- _TASK DESCRIPTION_:
Return every line from the records below that has the word "RunReport".
━━━ DATA ━━━
//! Task execution.

use std::sync::Arc;
use std::time::Instant;

use lectern_audit::{AuditError, Auditor};
use lectern_server::{DevServer, FileWatcher, ServerError, WatchRules};
use lectern_static::{
    ConvertError, DocumentConverter, PackageError, Packager, StyleError, StylePipeline,
};

use crate::config::{ConfigError, ProjectConfig};
use crate::dispatch::Dispatcher;
use crate::graph::{Action, GraphError, PlanStep, TaskGraph};

/// Errors from running a task.
#[derive(Debug, thiserror::Error)]
pub enum TaskError {
    #[error(transparent)]
    Graph(#[from] GraphError),

    #[error(transparent)]
    Config(#[from] ConfigError),

    #[error(transparent)]
    Convert(#[from] ConvertError),

    #[error(transparent)]
    Style(#[from] StyleError),

    #[error(transparent)]
    Package(#[from] PackageError),

    #[error(transparent)]
    Audit(#[from] AuditError),

    #[error(transparent)]
    Server(#[from] ServerError),

    #[error("Task '{task}' runs until interrupted and cannot be triggered by a file change")]
    Interactive { task: String },
}

/// Timing of one executed step.
#[derive(Debug, Clone)]
pub struct StepReport {
    pub task: String,
    pub duration_ms: u64,
}

/// Steps executed by one task run.
#[derive(Debug, Clone, Default)]
pub struct RunReport {
    pub steps: Vec<StepReport>,
}

impl RunReport {
    pub fn duration_ms(&self) -> u64 {
        self.steps.iter().map(|s| s.duration_ms).sum()
    }
}

/// Runs tasks from a graph against one project.
///
/// Cheap to clone; clones share the graph and configuration.
#[derive(Debug, Clone)]
pub struct TaskRunner {
    graph: Arc<TaskGraph>,
    config: Arc<ProjectConfig>,
}

impl TaskRunner {
    pub fn new(graph: TaskGraph, config: ProjectConfig) -> Self {
        Self {
            graph: Arc::new(graph),
            config: Arc::new(config),
        }
    }

    pub fn graph(&self) -> &TaskGraph {
        &self.graph
    }

    pub fn config(&self) -> &ProjectConfig {
        &self.config
    }

    /// Run a task to completion, serving if the plan includes it.
    pub async fn run(&self, name: &str) -> Result<RunReport, TaskError> {
        let plan = self.graph.plan(name)?;
        let mut report = RunReport::default();

        for step in plan {
            if step.action == Action::Serve {
                self.serve().await?;
                continue;
            }
            report.steps.push(self.run_step(&step)?);
        }

        Ok(report)
    }

    /// Run a task on the current thread.
    ///
    /// Fails before running anything if the plan contains an interactive step.
    pub fn run_blocking(&self, name: &str) -> Result<RunReport, TaskError> {
        let plan = self.runnable_plan(name)?;
        let steps = plan
            .iter()
            .map(|step| self.run_step(step))
            .collect::<Result<_, _>>()?;
        Ok(RunReport { steps })
    }

    /// Check that every task a watch rule names exists and can be run on a
    /// file change.
    pub fn check_watch_rules(&self, rules: &WatchRules) -> Result<(), TaskError> {
        for rule in rules.iter() {
            let Some(task) = rule.task() else {
                continue;
            };
            self.runnable_plan(task)?;
            tracing::debug!(
                "Watching {} for '{}'",
                rule.patterns().collect::<Vec<_>>().join(", "),
                task
            );
        }
        Ok(())
    }

    /// Plan a task, refusing plans with an interactive step.
    fn runnable_plan(&self, name: &str) -> Result<Vec<PlanStep>, TaskError> {
        let plan = self.graph.plan(name)?;
        if let Some(step) = plan.iter().find(|s| s.action.is_interactive()) {
            return Err(TaskError::Interactive {
                task: step.task.clone(),
            });
        }
        Ok(plan)
    }

    fn run_step(&self, step: &PlanStep) -> Result<StepReport, TaskError> {
        let start = Instant::now();
        tracing::info!("Starting '{}'...", step.task);

        self.execute(step)?;

        let duration_ms = start.elapsed().as_millis() as u64;
        tracing::info!("Finished '{}' after {}ms", step.task, duration_ms);
        Ok(StepReport {
            task: step.task.clone(),
            duration_ms,
        })
    }

    fn execute(&self, step: &PlanStep) -> Result<(), TaskError> {
        match step.action {
            Action::ConvertDocument => {
                DocumentConverter::new(self.config.convert_config()).convert()?;
            }
            Action::CompileThemes => {
                StylePipeline::new(self.config.style_config()).compile_themes()?;
            }
            Action::CompileCore => {
                StylePipeline::new(self.config.style_config()).compile_core()?;
            }
            Action::Noop => {
                tracing::debug!("'{}' has nothing to do", step.task);
            }
            Action::Archive => {
                Packager::new(self.config.package_config()).package()?;
            }
            Action::Audit => {
                Auditor::new(self.config.audit_config())?.run()?;
            }
            Action::Serve => {
                return Err(TaskError::Interactive {
                    task: step.task.clone(),
                })
            }
        }
        Ok(())
    }

    /// Serve the project, rebuilding on change, until interrupted.
    async fn serve(&self) -> Result<(), TaskError> {
        let rules = self.config.watch_rules()?;
        self.check_watch_rules(&rules)?;
        let server = DevServer::new(self.config.server_config());
        let listener = server.bind().await?;

        let root = self.config.root.canonicalize().map_err(|e| {
            ServerError::WatchError(format!("{}: {}", self.config.root.display(), e))
        })?;
        let (watcher, events) = FileWatcher::new(std::slice::from_ref(&root))
            .map_err(|e| ServerError::WatchError(e.to_string()))?;

        let dispatcher = Dispatcher::new(self.clone(), rules, root, server.hub().clone());
        let dispatch = tokio::spawn(dispatcher.run(events));

        let result = server
            .serve(listener, async {
                let _ = tokio::signal::ctrl_c().await;
                tracing::info!("Shutting down");
            })
            .await;

        drop(watcher);
        dispatch.abort();
        result.map_err(TaskError::from)
    }
}

#[cfg(test)]
mod tests {
    use super::*;
    use std::fs;
    use std::path::Path;
    use tempfile::tempdir;

    const DECK: &str = "---\ntitle: Lightning Talk\n---\n\n## Only slide\n\nHello from lectern.\n";

    fn project(dir: &Path) -> TaskRunner {
        fs::create_dir_all(dir.join("css/theme/source")).unwrap();
        fs::write(dir.join("slides.md"), DECK).unwrap();
        fs::write(
            dir.join("css/reveal.scss"),
            "$bg: #111;\n.reveal { background: $bg; user-select: none; }\n",
        )
        .unwrap();

        let config = ProjectConfig {
            root: dir.to_path_buf(),
            ..ProjectConfig::default()
        };
        TaskRunner::new(TaskGraph::standard(), config)
    }

    #[test]
    fn build_produces_page_and_stylesheet() {
        let temp = tempdir().unwrap();
        let runner = project(temp.path());

        let report = runner.run_blocking("build").unwrap();

        assert_eq!(report.steps.len(), 4);
        let html = fs::read_to_string(temp.path().join("index.html")).unwrap();
        assert!(html.contains("Hello from lectern."));
        let css = fs::metadata(temp.path().join("dist/reveal.css")).unwrap();
        assert!(css.len() > 0);
    }

    #[tokio::test]
    async fn async_run_matches_blocking_run() {
        let temp = tempdir().unwrap();
        let runner = project(temp.path());

        let report = runner.run("css").await.unwrap();

        let tasks: Vec<_> = report.steps.iter().map(|s| s.task.as_str()).collect();
        assert_eq!(tasks, vec!["css-themes", "css-core"]);
        assert!(temp.path().join("dist/reveal.css").exists());
    }

    #[test]
    fn package_without_prebuild_fails() {
        let temp = tempdir().unwrap();
        let runner = project(temp.path());

        let result = runner.run_blocking("package");

        assert!(matches!(
            result,
            Err(TaskError::Package(PackageError::MissingPath { .. }))
        ));
        assert!(!temp.path().join("presentation.zip").exists());
    }

    #[test]
    fn package_after_build_writes_archive() {
        let temp = tempdir().unwrap();
        let runner = project(temp.path());

        runner.run_blocking("build").unwrap();
        runner.run_blocking("package").unwrap();

        assert!(temp.path().join("presentation.zip").exists());
    }

    #[test]
    fn serve_cannot_run_blocking() {
        let temp = tempdir().unwrap();
        let runner = project(temp.path());

        let result = runner.run_blocking("serve");

        assert!(matches!(result, Err(TaskError::Interactive { .. })));
    }

    #[test]
    fn unknown_task_fails() {
        let temp = tempdir().unwrap();
        let runner = project(temp.path());

        assert!(matches!(
            runner.run_blocking("deploy"),
            Err(TaskError::Graph(GraphError::UnknownTask { .. }))
        ));
    }

    fn runner_with_rule(dir: &Path, task: &str) -> (TaskRunner, WatchRules) {
        let config = ProjectConfig::parse(&format!(
            "[[watch]]\npatterns = [\"css/*.scss\"]\ntask = \"{}\"\n",
            task
        ))
        .unwrap();
        let config = ProjectConfig {
            root: dir.to_path_buf(),
            ..config
        };
        let rules = config.watch_rules().unwrap();
        (TaskRunner::new(TaskGraph::standard(), config), rules)
    }

    #[test]
    fn watch_rules_must_name_known_tasks() {
        let temp = tempdir().unwrap();
        let (runner, rules) = runner_with_rule(temp.path(), "csss");

        assert!(matches!(
            runner.check_watch_rules(&rules),
            Err(TaskError::Graph(GraphError::UnknownTask { .. }))
        ));
    }

    #[test]
    fn watch_rules_cannot_trigger_serve() {
        let temp = tempdir().unwrap();
        let (runner, rules) = runner_with_rule(temp.path(), "serve");

        assert!(matches!(
            runner.check_watch_rules(&rules),
            Err(TaskError::Interactive { task }) if task == "serve"
        ));
    }

    #[tokio::test]
    async fn serve_rejects_bad_watch_rules_before_binding() {
        let temp = tempdir().unwrap();
        let (runner, _) = runner_with_rule(temp.path(), "csss");

        let result = runner.run("serve").await;

        assert!(matches!(
            result,
            Err(TaskError::Graph(GraphError::UnknownTask { .. }))
        ));
    }

    #[test]
    fn default_watch_rules_are_runnable() {
        let temp = tempdir().unwrap();
        let runner = project(temp.path());
        let rules = runner.config().watch_rules().unwrap();

        runner.check_watch_rules(&rules).unwrap();
    }

    #[test]
    fn strict_audit_fails_task() {
        let temp = tempdir().unwrap();
        fs::create_dir_all(temp.path().join("lib/js")).unwrap();
        fs::write(temp.path().join("lib/js/jquery-3.4.1.min.js"), "").unwrap();
        let mut config = ProjectConfig {
            root: temp.path().to_path_buf(),
            ..ProjectConfig::default()
        };

        TaskRunner::new(TaskGraph::standard(), config.clone())
            .run_blocking("audit")
            .unwrap();

        config.audit.strict = true;
        let result = TaskRunner::new(TaskGraph::standard(), config).run_blocking("audit");
        assert!(matches!(
            result,
            Err(TaskError::Audit(AuditError::VulnerableDependencies { .. }))
        ));
    }
}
━━━
- _OUTPUT_:
pub struct RunReport {
impl RunReport {
    pub async fn run(&self, name: &str) -> Result<RunReport, TaskError> {
        let mut report = RunReport::default();
    pub fn run_blocking(&self, name: &str) -> Result<RunReport, TaskError> {
        Ok(RunReport { steps })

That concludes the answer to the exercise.